- **WHAT IS REQUIRED**:
Which lines below mention "dotenvy"? Pick each one out.
BEGIN
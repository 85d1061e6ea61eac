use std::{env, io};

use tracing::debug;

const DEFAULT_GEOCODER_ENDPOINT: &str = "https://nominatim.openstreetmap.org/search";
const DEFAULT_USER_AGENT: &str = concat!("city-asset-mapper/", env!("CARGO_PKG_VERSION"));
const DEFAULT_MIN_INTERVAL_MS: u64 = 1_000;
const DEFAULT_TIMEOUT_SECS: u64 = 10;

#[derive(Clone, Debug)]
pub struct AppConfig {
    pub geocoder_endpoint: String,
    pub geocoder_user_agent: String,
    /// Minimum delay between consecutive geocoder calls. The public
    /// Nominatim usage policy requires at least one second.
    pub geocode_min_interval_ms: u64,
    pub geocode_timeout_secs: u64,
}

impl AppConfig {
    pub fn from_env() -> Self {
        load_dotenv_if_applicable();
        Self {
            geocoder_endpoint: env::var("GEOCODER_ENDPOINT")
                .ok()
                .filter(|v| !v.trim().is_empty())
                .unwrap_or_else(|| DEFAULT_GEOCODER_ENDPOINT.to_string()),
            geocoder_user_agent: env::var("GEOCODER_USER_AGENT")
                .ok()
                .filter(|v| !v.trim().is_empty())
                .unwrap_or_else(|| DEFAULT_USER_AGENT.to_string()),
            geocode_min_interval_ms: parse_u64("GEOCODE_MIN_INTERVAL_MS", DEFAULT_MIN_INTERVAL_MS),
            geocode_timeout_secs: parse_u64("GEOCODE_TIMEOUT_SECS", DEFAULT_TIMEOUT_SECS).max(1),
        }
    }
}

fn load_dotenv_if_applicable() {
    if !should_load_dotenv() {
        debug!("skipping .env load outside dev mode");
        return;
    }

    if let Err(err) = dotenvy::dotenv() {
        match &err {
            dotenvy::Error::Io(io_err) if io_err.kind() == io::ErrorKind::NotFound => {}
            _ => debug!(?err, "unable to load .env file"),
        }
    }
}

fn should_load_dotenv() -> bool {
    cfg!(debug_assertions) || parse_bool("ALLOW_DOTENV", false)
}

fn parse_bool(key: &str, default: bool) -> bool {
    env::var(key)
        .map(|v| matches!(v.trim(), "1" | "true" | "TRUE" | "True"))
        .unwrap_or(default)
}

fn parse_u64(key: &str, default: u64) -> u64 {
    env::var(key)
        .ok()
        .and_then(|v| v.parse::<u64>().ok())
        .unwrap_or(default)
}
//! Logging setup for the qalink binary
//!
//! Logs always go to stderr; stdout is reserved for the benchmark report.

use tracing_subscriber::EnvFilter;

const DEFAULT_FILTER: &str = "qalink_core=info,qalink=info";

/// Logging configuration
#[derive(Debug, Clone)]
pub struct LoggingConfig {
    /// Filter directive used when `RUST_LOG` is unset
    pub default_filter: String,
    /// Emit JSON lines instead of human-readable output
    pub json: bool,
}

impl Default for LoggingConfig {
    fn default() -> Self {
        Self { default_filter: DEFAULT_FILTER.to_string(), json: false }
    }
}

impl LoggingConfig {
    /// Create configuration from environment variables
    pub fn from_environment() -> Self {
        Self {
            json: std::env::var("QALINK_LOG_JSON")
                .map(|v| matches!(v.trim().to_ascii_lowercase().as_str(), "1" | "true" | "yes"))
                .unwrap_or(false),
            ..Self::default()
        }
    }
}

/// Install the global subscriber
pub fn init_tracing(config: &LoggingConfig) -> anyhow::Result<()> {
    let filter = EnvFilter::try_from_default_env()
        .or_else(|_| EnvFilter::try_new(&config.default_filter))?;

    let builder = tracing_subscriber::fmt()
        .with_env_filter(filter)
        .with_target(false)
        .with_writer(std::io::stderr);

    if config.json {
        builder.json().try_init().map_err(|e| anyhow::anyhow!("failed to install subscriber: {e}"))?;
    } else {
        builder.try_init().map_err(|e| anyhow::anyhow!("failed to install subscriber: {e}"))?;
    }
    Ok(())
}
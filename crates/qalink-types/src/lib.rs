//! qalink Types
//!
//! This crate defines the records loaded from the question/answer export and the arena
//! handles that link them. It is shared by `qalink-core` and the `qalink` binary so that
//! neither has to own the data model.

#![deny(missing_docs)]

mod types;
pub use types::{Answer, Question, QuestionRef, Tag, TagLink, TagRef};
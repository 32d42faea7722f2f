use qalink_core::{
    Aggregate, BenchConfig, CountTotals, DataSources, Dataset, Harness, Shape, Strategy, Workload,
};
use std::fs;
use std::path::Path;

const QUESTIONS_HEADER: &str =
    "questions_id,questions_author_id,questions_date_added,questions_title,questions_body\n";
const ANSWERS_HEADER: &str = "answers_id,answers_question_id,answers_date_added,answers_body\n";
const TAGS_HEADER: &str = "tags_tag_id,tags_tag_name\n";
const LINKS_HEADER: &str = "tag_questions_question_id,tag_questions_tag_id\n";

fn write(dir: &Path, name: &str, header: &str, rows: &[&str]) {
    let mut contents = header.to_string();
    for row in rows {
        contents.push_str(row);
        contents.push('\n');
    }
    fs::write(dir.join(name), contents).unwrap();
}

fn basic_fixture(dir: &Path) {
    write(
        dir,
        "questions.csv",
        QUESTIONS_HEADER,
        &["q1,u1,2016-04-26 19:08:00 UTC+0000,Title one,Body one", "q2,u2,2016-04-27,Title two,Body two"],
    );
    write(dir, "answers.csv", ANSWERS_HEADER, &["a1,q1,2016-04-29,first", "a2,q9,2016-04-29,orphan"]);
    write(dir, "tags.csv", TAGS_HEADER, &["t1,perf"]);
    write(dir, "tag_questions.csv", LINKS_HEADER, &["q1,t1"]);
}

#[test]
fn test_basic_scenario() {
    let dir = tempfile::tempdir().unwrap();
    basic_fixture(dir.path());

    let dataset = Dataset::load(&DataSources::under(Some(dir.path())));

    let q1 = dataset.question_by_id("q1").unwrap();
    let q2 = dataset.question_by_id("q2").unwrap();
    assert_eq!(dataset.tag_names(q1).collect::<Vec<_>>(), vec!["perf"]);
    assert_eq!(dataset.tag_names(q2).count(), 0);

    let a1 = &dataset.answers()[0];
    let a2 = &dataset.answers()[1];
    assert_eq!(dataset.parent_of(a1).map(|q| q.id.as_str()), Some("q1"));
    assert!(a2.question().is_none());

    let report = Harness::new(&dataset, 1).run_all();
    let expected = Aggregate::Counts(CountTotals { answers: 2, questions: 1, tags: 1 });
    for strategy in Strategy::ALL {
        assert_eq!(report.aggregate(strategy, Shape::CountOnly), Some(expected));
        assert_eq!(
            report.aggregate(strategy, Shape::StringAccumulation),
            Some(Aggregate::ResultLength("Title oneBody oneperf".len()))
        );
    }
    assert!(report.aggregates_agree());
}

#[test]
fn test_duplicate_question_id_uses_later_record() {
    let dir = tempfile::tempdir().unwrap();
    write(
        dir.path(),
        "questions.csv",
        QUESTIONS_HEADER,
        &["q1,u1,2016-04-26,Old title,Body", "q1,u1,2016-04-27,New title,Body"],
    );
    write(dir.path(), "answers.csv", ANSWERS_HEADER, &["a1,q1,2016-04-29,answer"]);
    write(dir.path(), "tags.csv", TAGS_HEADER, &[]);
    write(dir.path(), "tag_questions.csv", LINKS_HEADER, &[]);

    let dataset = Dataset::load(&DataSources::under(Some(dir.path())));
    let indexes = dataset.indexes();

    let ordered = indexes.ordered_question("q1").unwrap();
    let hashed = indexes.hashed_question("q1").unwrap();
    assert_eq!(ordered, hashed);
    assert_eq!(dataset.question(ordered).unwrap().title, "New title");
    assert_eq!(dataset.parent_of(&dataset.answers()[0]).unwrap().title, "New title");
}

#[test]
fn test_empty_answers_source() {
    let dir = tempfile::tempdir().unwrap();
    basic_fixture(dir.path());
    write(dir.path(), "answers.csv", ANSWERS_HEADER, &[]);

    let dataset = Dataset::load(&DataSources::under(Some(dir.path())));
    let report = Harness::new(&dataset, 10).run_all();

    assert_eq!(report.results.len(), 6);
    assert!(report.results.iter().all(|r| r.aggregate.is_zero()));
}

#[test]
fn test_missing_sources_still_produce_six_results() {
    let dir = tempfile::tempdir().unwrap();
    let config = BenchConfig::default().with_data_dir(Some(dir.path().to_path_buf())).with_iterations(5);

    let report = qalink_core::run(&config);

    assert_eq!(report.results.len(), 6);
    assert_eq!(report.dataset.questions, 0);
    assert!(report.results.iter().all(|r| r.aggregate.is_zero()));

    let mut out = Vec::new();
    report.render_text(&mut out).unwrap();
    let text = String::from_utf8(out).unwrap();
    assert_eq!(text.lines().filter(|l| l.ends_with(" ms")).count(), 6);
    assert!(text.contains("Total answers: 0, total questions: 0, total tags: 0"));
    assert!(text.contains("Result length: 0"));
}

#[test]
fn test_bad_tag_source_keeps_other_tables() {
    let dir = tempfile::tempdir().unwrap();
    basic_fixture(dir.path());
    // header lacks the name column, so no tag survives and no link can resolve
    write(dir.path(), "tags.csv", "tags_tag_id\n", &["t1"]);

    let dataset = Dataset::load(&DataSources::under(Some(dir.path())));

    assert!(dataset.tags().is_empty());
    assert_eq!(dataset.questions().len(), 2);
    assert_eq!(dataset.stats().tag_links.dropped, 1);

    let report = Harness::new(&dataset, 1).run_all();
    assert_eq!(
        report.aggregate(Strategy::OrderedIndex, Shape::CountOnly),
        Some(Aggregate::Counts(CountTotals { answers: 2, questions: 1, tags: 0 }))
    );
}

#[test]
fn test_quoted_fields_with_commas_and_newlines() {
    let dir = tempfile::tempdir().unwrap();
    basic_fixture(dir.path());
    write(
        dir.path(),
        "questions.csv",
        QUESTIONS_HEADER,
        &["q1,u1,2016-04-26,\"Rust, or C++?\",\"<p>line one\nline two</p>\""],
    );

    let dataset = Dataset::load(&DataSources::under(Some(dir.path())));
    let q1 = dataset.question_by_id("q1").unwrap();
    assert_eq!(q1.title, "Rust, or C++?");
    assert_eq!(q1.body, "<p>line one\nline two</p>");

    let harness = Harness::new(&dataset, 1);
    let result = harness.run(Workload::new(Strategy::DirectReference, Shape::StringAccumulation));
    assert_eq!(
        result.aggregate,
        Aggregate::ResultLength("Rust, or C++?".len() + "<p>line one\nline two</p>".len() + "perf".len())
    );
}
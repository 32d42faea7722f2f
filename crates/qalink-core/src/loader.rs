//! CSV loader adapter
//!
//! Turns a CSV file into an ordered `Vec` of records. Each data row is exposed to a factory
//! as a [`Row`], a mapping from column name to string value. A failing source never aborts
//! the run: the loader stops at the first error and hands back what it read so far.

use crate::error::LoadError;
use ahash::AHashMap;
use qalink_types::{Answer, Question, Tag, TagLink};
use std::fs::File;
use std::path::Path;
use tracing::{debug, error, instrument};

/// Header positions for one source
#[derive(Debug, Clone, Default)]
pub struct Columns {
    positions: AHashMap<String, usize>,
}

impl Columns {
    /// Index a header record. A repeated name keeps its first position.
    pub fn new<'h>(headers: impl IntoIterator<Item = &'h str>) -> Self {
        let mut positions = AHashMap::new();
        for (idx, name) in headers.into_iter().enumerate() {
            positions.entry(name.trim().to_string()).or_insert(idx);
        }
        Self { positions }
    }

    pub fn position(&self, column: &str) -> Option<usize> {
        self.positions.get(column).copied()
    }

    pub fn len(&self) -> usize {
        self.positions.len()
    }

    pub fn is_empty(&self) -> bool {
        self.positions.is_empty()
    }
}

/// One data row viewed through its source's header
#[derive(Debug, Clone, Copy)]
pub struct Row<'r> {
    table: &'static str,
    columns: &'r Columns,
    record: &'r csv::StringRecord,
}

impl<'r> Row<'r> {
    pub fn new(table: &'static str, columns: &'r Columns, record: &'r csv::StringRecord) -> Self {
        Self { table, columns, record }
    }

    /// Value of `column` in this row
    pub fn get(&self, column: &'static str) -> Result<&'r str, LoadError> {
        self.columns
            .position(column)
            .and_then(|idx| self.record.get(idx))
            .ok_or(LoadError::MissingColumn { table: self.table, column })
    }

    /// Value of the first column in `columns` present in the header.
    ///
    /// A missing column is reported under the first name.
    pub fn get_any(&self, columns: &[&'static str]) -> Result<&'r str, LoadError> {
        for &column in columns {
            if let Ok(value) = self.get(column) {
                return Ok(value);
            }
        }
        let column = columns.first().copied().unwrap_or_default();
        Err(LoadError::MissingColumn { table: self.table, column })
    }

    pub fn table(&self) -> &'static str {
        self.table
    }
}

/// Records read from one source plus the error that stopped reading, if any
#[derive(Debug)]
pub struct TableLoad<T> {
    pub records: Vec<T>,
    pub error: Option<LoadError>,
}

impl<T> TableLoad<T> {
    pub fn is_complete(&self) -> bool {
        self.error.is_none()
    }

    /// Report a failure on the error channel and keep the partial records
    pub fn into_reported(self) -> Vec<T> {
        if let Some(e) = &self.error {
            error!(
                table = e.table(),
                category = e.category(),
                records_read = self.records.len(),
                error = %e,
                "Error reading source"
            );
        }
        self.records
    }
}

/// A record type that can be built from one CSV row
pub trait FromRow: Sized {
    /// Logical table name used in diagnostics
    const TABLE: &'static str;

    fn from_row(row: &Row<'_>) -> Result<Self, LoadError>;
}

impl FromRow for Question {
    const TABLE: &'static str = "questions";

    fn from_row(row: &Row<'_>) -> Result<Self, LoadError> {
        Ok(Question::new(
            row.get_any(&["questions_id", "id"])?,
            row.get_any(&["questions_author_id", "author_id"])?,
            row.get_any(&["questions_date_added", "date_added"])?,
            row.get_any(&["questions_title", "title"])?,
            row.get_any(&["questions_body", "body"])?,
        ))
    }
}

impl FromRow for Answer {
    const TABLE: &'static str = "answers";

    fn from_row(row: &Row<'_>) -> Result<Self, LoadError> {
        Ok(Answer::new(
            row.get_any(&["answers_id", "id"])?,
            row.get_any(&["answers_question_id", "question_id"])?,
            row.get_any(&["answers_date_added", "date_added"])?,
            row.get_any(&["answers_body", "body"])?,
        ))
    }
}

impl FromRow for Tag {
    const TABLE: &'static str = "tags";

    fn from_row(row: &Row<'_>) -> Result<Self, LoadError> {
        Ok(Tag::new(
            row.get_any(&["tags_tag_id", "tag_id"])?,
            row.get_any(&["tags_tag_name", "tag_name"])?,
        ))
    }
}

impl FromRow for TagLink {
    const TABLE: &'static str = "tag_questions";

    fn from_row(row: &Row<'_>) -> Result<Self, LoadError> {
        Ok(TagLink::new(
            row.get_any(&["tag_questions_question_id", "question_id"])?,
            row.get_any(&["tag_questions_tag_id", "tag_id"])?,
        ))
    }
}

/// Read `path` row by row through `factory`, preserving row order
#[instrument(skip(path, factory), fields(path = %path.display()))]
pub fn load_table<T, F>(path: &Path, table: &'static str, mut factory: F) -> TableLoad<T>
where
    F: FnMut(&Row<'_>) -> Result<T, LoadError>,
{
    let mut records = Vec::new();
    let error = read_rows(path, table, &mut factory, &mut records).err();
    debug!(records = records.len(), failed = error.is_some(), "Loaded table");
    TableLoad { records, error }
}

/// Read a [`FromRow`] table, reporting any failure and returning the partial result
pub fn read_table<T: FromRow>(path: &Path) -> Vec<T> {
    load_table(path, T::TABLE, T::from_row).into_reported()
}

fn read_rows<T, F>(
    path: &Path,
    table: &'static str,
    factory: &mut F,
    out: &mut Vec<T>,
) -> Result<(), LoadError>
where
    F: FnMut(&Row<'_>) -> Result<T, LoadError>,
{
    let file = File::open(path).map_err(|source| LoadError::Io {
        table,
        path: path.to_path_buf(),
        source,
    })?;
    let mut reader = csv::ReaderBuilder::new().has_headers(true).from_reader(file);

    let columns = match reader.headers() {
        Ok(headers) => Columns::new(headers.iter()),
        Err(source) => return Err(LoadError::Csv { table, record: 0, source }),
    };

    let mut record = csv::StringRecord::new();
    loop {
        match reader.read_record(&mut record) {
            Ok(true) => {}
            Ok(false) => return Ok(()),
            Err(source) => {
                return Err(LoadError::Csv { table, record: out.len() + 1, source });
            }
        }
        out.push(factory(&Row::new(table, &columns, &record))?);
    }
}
END
- **SOLUTION TO THE PROBLEM**:
    if let Err(err) = dotenvy::dotenv() {
            dotenvy::Error::Io(io_err) if io_err.kind() == io::ErrorKind::NotFound => {}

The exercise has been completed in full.